Heme-binding to the nuclear receptor retinoid X receptor α (RXRα) leads to the inhibition of the transcriptional activity

Heme acts as a ligand for transcription factors and regulates the expression of several genes. The nuclear receptor retinoid X receptor α (RXRα) plays important roles in various nuclear receptor-dependent signaling pathways. We here show that heme binds to RXRα and impairs its DNA-binding activity. Deletion and mutation studies of RXRα revealed that the binding region of hemin corresponded to the ligand binding domain of mouse RXRα and cysteine 374 was involved in the binding. The DNA-binding activity using the DR-1 consensus sequence of RXRα in electrophoretic mobility shift assays was inhibited by heme. The reporter assay also showed a decrease of RXRα-dependent transcriptional activity.
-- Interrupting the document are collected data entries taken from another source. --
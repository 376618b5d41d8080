//! Layout helpers — split the terminal area into regions.
//!
//! The same geometry is used for drawing and for mouse hit-testing, so a
//! click always lands on what was drawn.

use ratatui::layout::{Constraint, Direction, Layout, Rect};

pub const CONTENTS_LABEL: &str = "[≡ Contents]";
pub const MENU_LABEL: &str = "[☰ Menu]";
/// Compact labels for headers too narrow for the full ones.
pub const CONTENTS_LABEL_SHORT: &str = "[≡]";
pub const MENU_LABEL_SHORT: &str = "[☰]";
pub const TRIGGER_LABEL: &str = " ↑ Top ";

/// Primary screen layout: header, document pane with optional contents
/// panel, and a bottom status bar.
#[derive(Debug, Clone, Copy)]
pub struct AppLayout {
    pub header_area: Rect,
    pub page_area: Rect,
    pub contents_area: Option<Rect>,
    pub status_area: Rect,
}

impl AppLayout {
    /// Compute the layout from the full terminal area.
    pub fn from_area(area: Rect, contents_open: bool) -> Self {
        let chunks = Layout::default()
            .direction(Direction::Vertical)
            .constraints([
                Constraint::Length(1), // header / nav
                Constraint::Min(3),    // document (+ contents)
                Constraint::Length(1), // status bar
            ])
            .split(area);

        let body = chunks[1];
        let (page_area, contents_area) = if contents_open && body.width >= 50 {
            let panel = (body.width / 3).clamp(20, 40);
            let cols = Layout::default()
                .direction(Direction::Horizontal)
                .constraints([Constraint::Min(20), Constraint::Length(panel)])
                .split(body);
            (cols[0], Some(cols[1]))
        } else {
            (body, None)
        };

        Self {
            header_area: chunks[0],
            page_area,
            contents_area,
            status_area: chunks[2],
        }
    }

    /// Document text area inside the page border.
    pub fn page_inner(&self) -> Rect {
        inner(self.page_area)
    }

    /// Where the back-to-top trigger sits: bottom-right inside the page.
    /// `None` when the page is too small to hold it.
    pub fn trigger_rect(&self) -> Option<Rect> {
        let text = self.page_inner();
        let w = label_width(TRIGGER_LABEL);
        if text.width < w + 2 || text.height < 3 {
            return None;
        }
        Some(Rect::new(
            text.right() - w - 1,
            text.bottom() - 2,
            w,
            1,
        ))
    }
}

/// Area inside a one-cell border.
pub fn inner(area: Rect) -> Rect {
    Rect::new(
        area.x.saturating_add(1),
        area.y.saturating_add(1),
        area.width.saturating_sub(2),
        area.height.saturating_sub(2),
    )
}

pub fn label_width(s: &str) -> u16 {
    s.chars().count().min(u16::MAX as usize) as u16
}

pub fn point_in_rect(area: Rect, col: u16, row: u16) -> bool {
    col >= area.x && col < area.right() && row >= area.y && row < area.bottom()
}

/// Clickable pieces of the header row.
#[derive(Debug, Clone, Default)]
pub struct HeaderItems {
    pub contents: Rect,
    pub contents_label: &'static str,
    pub menu_label: &'static str,
    /// Present only when the nav is collapsed behind a menu button.
    pub menu_button: Option<Rect>,
    /// Inline nav entries: hit area and section index.
    pub nav: Vec<(Rect, usize)>,
    /// Where the document title starts and how much room it has.
    pub title: Rect,
}

/// Lay out the header: contents trigger, title, then either inline nav
/// entries or a menu button pinned to the right edge.
pub fn header_items(header: Rect, sections: &[&str], collapsible: bool) -> HeaderItems {
    let mut items = HeaderItems {
        contents_label: CONTENTS_LABEL,
        menu_label: MENU_LABEL,
        ..HeaderItems::default()
    };
    if collapsible && header.width < label_width(CONTENTS_LABEL) + label_width(MENU_LABEL) + 1 {
        items.contents_label = CONTENTS_LABEL_SHORT;
        items.menu_label = MENU_LABEL_SHORT;
    }
    let mut cw = label_width(items.contents_label).min(header.width);

    let mut right = header.right();
    if collapsible {
        // Menu button takes priority over the contents label.
        let mw = label_width(items.menu_label);
        if header.width >= mw {
            right -= mw;
            items.menu_button = Some(Rect::new(right, header.y, mw, 1));
            cw = cw.min(header.width - mw);
        }
    } else {
        // Fill from the right so the nav hugs the edge; drop what won't fit.
        let min_x = header.x + cw + 12;
        let mut placed = Vec::new();
        for (idx, label) in sections.iter().enumerate().rev() {
            let w = label_width(label);
            if right < min_x + w + 2 {
                continue;
            }
            right -= w;
            placed.push((Rect::new(right, header.y, w, 1), idx));
            right -= 2;
        }
        placed.reverse();
        items.nav = placed;
    }

    items.contents = Rect::new(header.x, header.y, cw, 1);

    let title_x = header.x + cw + 1;
    items.title = Rect::new(title_x.min(right), header.y, right.saturating_sub(title_x + 1), 1);
    items
}

/// Dropdown under the menu button listing `count` sections.
pub fn nav_dropdown_rect(screen: Rect, header: Rect, count: usize, longest: u16) -> Rect {
    let width = (longest + 4).max(label_width(MENU_LABEL) + 2).min(screen.width);
    let height = (count as u16 + 2).min(screen.height.saturating_sub(header.height));
    Rect::new(header.right().saturating_sub(width), header.bottom(), width, height)
}

/// First entry shown when `count` entries scroll inside `height` rows,
/// keeping `current` visible near the middle.
pub fn list_window(count: usize, height: usize, current: Option<usize>) -> usize {
    if count <= height || height == 0 {
        return 0;
    }
    let current = current.unwrap_or(0);
    current.saturating_sub(height / 2).min(count - height)
}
It was reported that hemin enhanced the adipocyte differentiation of mouse 3T3-L1 cells, where the functions of several nuclear receptors including RXRα and peroxisome proliferator-activated receptor-γ (PPAR-γ) are activated. However, the inductions of adipogenic factor mRNAs including PPAR-γ, fatty acid binding protein-4 and glucose transporter-4 were markedly repressed by heme during adipocyte differentiation. These results suggest that heme causes the impairment of RXRα-dependent signal pathways and inhibits the adipocyte differentiation of 3T3-L1 cells.